I decided to create my own version of David Bowie’s Rules and keep them to myself. I don’t really remember thinking too much at all about what to base the rules on. I just wrote. So I listed them in my own notebook. I only got two rules down:
1. Snack at 3:00
2. Gandalf can’t go in the living room.
The Rules were recovered recently as I was ordered by my Mother to sort through my boxes of collected nonsense in the attic of their home. Aside from a fond remembrance of Gandalf, our dog from 1982-1993, I was moved at how I had interpreted my brother’s words.
These “Rules” are an example of exactly what we strive for in approaching our work: Naivety.

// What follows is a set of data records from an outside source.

//! Pipeline configuration structures
//!
//! This module provides the JSON configuration format describing a record
//! pipeline: which JSONL sources to read, their sampling weights, the
//! exhaustion policy, and an optional shuffle buffer.

use crate::error::StreamError;
use crate::interleave::{ExhaustionPolicy, Interleaver};
use crate::shuffle::ShuffleBuffer;
use crate::source::{JsonlDirSource, JsonlSource, RecordSource};
use anyhow::{Context, Result};
use serde::{Deserialize, Serialize};
use std::path::{Path, PathBuf};

/// One input source of a pipeline
#[derive(Debug, Clone, Serialize, Deserialize)]
pub struct SourceSpec {
    /// JSONL file, or directory of JSONL files
    pub path: PathBuf,
    /// Sampling weight relative to the other sources
    #[serde(default = "default_weight")]
    pub weight: f64,
}

fn default_weight() -> f64 {
    1.0
}

/// Complete pipeline configuration loaded from file
#[derive(Debug, Clone, Serialize, Deserialize)]
pub struct PipelineConfig {
    /// Input sources, interleaved by weight when there is more than one
    pub sources: Vec<SourceSpec>,
    /// Random seed for interleaving and shuffling
    #[serde(default = "default_seed")]
    pub seed: u64,
    /// Behavior when one source runs out before the others
    #[serde(default = "default_policy")]
    pub policy: ExhaustionPolicy,
    /// Shuffle buffer size; omit to keep stream order
    #[serde(default)]
    pub shuffle_buffer: Option<usize>,
}

fn default_seed() -> u64 {
    42
}

fn default_policy() -> ExhaustionPolicy {
    ExhaustionPolicy::FirstExhausted
}

impl PipelineConfig {
    /// Load configuration from a JSON file
    ///
    /// # Arguments
    /// * `path` - Path to JSON configuration file
    ///
    /// # Returns
    /// Loaded configuration or error if the file cannot be read or parsed
    pub fn from_file(path: &Path) -> Result<Self> {
        let content = std::fs::read_to_string(path)
            .with_context(|| format!("Failed to read pipeline config: {:?}", path))?;
        let config: PipelineConfig = serde_json::from_str(&content)
            .with_context(|| format!("Failed to parse pipeline config: {:?}", path))?;
        Ok(config)
    }

    /// Build the configured source stack
    ///
    /// Opens every source (a `.jsonl` file or a directory of them), merges
    /// them through an [`Interleaver`] when there is more than one, and
    /// wraps the result in a [`ShuffleBuffer`] when `shuffle_buffer` is set.
    pub fn build(&self) -> Result<Box<dyn RecordSource>, StreamError> {
        if self.sources.is_empty() {
            return Err(StreamError::InvalidArgument(
                "pipeline needs at least one source".to_string(),
            ));
        }

        let mut opened: Vec<Box<dyn RecordSource>> = Vec::with_capacity(self.sources.len());
        for spec in &self.sources {
            if spec.path.is_dir() {
                opened.push(Box::new(JsonlDirSource::open(&spec.path)?));
            } else {
                opened.push(Box::new(JsonlSource::open(&spec.path)?));
            }
        }

        let merged: Box<dyn RecordSource> = if opened.len() == 1 {
            opened.remove(0)
        } else {
            let weights = self.sources.iter().map(|s| s.weight).collect();
            Box::new(Interleaver::new(opened, weights, self.seed, self.policy)?)
        };

        match self.shuffle_buffer {
            Some(buffer_size) => Ok(Box::new(ShuffleBuffer::new(merged, buffer_size, self.seed)?)),
            None => Ok(merged),
        }
    }
}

This ability to see the world as a child is a gift that few possess as an adult. Every year we get older and creatively dumber. Our senses become attuned to our surroundings in such a way that we literally sleepwalk through our days. Everything is routine. Our senses get numbed. It is why we stare so long at the shocking (a horrible accident) or the never before seen (foreign travel). When we come upon these rare instances, we are briefly children again, eyes wide and mouth slightly ajar. Never will our reactions to this instances be so pure and unfiltered.
It is not just naivety we should strive for, but also a sense of creative urgency.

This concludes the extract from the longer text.